Material provided:

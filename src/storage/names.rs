//! Reserved Character Names
//!
//! One system-owned record lists every display name in use, across all world
//! matches. Updates are whole-value read-modify-write; two concurrent callers
//! can race and one update may be lost. There is no cross-session lock.

use serde::{Deserialize, Serialize};
use tracing::debug;

use crate::storage::{
    ObjectId, ReadPermission, StorageBackend, StorageError, StorageWrite, WritePermission,
};

/// Collection holding server-wide records.
pub const GLOBAL_COLLECTION: &str = "global_data";

/// Key of the reserved-name record.
pub const NAMES_KEY: &str = "names";

#[derive(Debug, Default, Serialize, Deserialize)]
struct GlobalNames {
    names: Vec<String>,
}

fn names_id() -> ObjectId {
    ObjectId::new(GLOBAL_COLLECTION, NAMES_KEY, None)
}

/// Read the full reserved-name list. Empty if never written.
pub async fn load_reserved_names(storage: &dyn StorageBackend) -> Result<Vec<String>, StorageError> {
    match storage.read(&names_id()).await? {
        Some(object) => Ok(object.decode::<GlobalNames>()?.names),
        None => Ok(Vec::new()),
    }
}

/// Replace the full reserved-name list.
pub async fn save_reserved_names(
    storage: &dyn StorageBackend,
    names: Vec<String>,
) -> Result<(), StorageError> {
    let value = serde_json::to_string(&GlobalNames { names }).map_err(StorageError::Encode)?;
    storage
        .write(StorageWrite {
            id: names_id(),
            value,
            permission_read: ReadPermission::PublicRead,
            permission_write: WritePermission::NoWrite,
        })
        .await?;
    Ok(())
}

/// Claim a display name. Returns false if someone already holds it.
pub async fn register_name(storage: &dyn StorageBackend, name: &str) -> Result<bool, StorageError> {
    let mut names = load_reserved_names(storage).await?;
    if names.iter().any(|n| n == name) {
        debug!("Name {:?} already reserved", name);
        return Ok(false);
    }

    names.push(name.to_string());
    save_reserved_names(storage, names).await?;
    Ok(true)
}

/// Release a display name. Releasing an unknown name succeeds.
pub async fn release_name(storage: &dyn StorageBackend, name: &str) -> Result<(), StorageError> {
    let mut names = load_reserved_names(storage).await?;
    if names.is_empty() {
        return Ok(());
    }

    names.retain(|n| n != name);
    save_reserved_names(storage, names).await
}

#[cfg(test)]
mod tests {
    use super::*;
    use crate::storage::MemoryStorage;

    #[tokio::test]
    async fn test_empty_by_default() {
        let storage = MemoryStorage::new();
        assert!(load_reserved_names(&storage).await.unwrap().is_empty());
    }

    #[tokio::test]
    async fn test_save_replaces_whole_list() {
        let storage = MemoryStorage::new();
        save_reserved_names(&storage, vec!["a".into(), "b".into()]).await.unwrap();
        save_reserved_names(&storage, vec!["c".into()]).await.unwrap();

        assert_eq!(load_reserved_names(&storage).await.unwrap(), vec!["c".to_string()]);
    }

    #[tokio::test]
    async fn test_record_shape_and_permissions() {
        let storage = MemoryStorage::new();
        save_reserved_names(&storage, vec!["Hero".into()]).await.unwrap();

        let object = storage.read(&names_id()).await.unwrap().unwrap();
        assert_eq!(object.value, r#"{"names":["Hero"]}"#);
        assert_eq!(object.id.owner, None);
        assert_eq!(object.permission_read, ReadPermission::PublicRead);
        assert_eq!(object.permission_write, WritePermission::NoWrite);
    }

    #[tokio::test]
    async fn test_register_appends_and_rejects_duplicates() {
        let storage = MemoryStorage::new();

        assert!(register_name(&storage, "Hero").await.unwrap());
        assert!(register_name(&storage, "Sidekick").await.unwrap());
        assert!(!register_name(&storage, "Hero").await.unwrap());

        let names = load_reserved_names(&storage).await.unwrap();
        assert_eq!(names, vec!["Hero".to_string(), "Sidekick".to_string()]);
    }

    #[tokio::test]
    async fn test_release() {
        let storage = MemoryStorage::new();
        register_name(&storage, "Hero").await.unwrap();
        register_name(&storage, "Sidekick").await.unwrap();

        release_name(&storage, "Hero").await.unwrap();
        release_name(&storage, "Unknown").await.unwrap();

        assert_eq!(load_reserved_names(&storage).await.unwrap(), vec!["Sidekick".to_string()]);
        assert!(register_name(&storage, "Hero").await.unwrap());
    }
}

Work instructions: Please transcribe the records above in full, keeping every word.

Task answer:
filename src/storage/names.rs
//! Reserved Character Names
//!
//! One system-owned record lists every display name in use, across all world
//! matches. Updates are whole-value read-modify-write; two concurrent callers
//! can race and one update may be lost. There is no cross-session lock.

use serde::{Deserialize, Serialize};
use tracing::debug;

use crate::storage::{
    ObjectId, ReadPermission, StorageBackend, StorageError, StorageWrite, WritePermission,
};

/// Collection holding server-wide records.
pub const GLOBAL_COLLECTION: &str = "global_data";

/// Key of the reserved-name record.
pub const NAMES_KEY: &str = "names";

#[derive(Debug, Default, Serialize, Deserialize)]
struct GlobalNames {
    names: Vec<String>,
}

fn names_id() -> ObjectId {
    ObjectId::new(GLOBAL_COLLECTION, NAMES_KEY, None)
}

/// Read the full reserved-name list. Empty if never written.
pub async fn load_reserved_names(storage: &dyn StorageBackend) -> Result<Vec<String>, StorageError> {
    match storage.read(&names_id()).await? {
        Some(object) => Ok(object.decode::<GlobalNames>()?.names),
        None => Ok(Vec::new()),
    }
}

/// Replace the full reserved-name list.
pub async fn save_reserved_names(
    storage: &dyn StorageBackend,
    names: Vec<String>,
) -> Result<(), StorageError> {
    let value = serde_json::to_string(&GlobalNames { names }).map_err(StorageError::Encode)?;
    storage
        .write(StorageWrite {
            id: names_id(),
            value,
            permission_read: ReadPermission::PublicRead,
            permission_write: WritePermission::NoWrite,
        })
        .await?;
    Ok(())
}

/// Claim a display name. Returns false if someone already holds it.
pub async fn register_name(storage: &dyn StorageBackend, name: &str) -> Result<bool, StorageError> {
    let mut names = load_reserved_names(storage).await?;
    if names.iter().any(|n| n == name) {
        debug!("Name {:?} already reserved", name);
        return Ok(false);
    }

    names.push(name.to_string());
    save_reserved_names(storage, names).await?;
    Ok(true)
}

/// Release a display name. Releasing an unknown name succeeds.
pub async fn release_name(storage: &dyn StorageBackend, name: &str) -> Result<(), StorageError> {
    let mut names = load_reserved_names(storage).await?;
    if names.is_empty() {
        return Ok(());
    }

    names.retain(|n| n != name);
    save_reserved_names(storage, names).await
}

#[cfg(test)]
mod tests {
    use super::*;
    use crate::storage::MemoryStorage;

    #[tokio::test]
    async fn test_empty_by_default() {
        let storage = MemoryStorage::new();
        assert!(load_reserved_names(&storage).await.unwrap().is_empty());
    }

    #[tokio::test]
    async fn test_save_replaces_whole_list() {
        let storage = MemoryStorage::new();
        save_reserved_names(&storage, vec!["a".into(), "b".into()]).await.unwrap();
        save_reserved_names(&storage, vec!["c".into()]).await.unwrap();

        assert_eq!(load_reserved_names(&storage).await.unwrap(), vec!["c".to_string()]);
    }

    #[tokio::test]
    async fn test_record_shape_and_permissions() {
        let storage = MemoryStorage::new();
        save_reserved_names(&storage, vec!["Hero".into()]).await.unwrap();

        let object = storage.read(&names_id()).await.unwrap().unwrap();
        assert_eq!(object.value, r#"{"names":["Hero"]}"#);
        assert_eq!(object.id.owner, None);
        assert_eq!(object.permission_read, ReadPermission::PublicRead);
        assert_eq!(object.permission_write, WritePermission::NoWrite);
    }

    #[tokio::test]
    async fn test_register_appends_and_rejects_duplicates() {
        let storage = MemoryStorage::new();

        assert!(register_name(&storage, "Hero").await.unwrap());
        assert!(register_name(&storage, "Sidekick").await.unwrap());
        assert!(!register_name(&storage, "Hero").await.unwrap());

        let names = load_reserved_names(&storage).await.unwrap();
        assert_eq!(names, vec!["Hero".to_string(), "Sidekick".to_string()]);
    }

    #[tokio::test]
    async fn test_release() {
        let storage = MemoryStorage::new();
        register_name(&storage, "Hero").await.unwrap();
        register_name(&storage, "Sidekick").await.unwrap();

        release_name(&storage, "Hero").await.unwrap();
        release_name(&storage, "Unknown").await.unwrap();

        assert_eq!(load_reserved_names(&storage).await.unwrap(), vec!["Sidekick".to_string()]);
        assert!(register_name(&storage, "Hero").await.unwrap());
    }
}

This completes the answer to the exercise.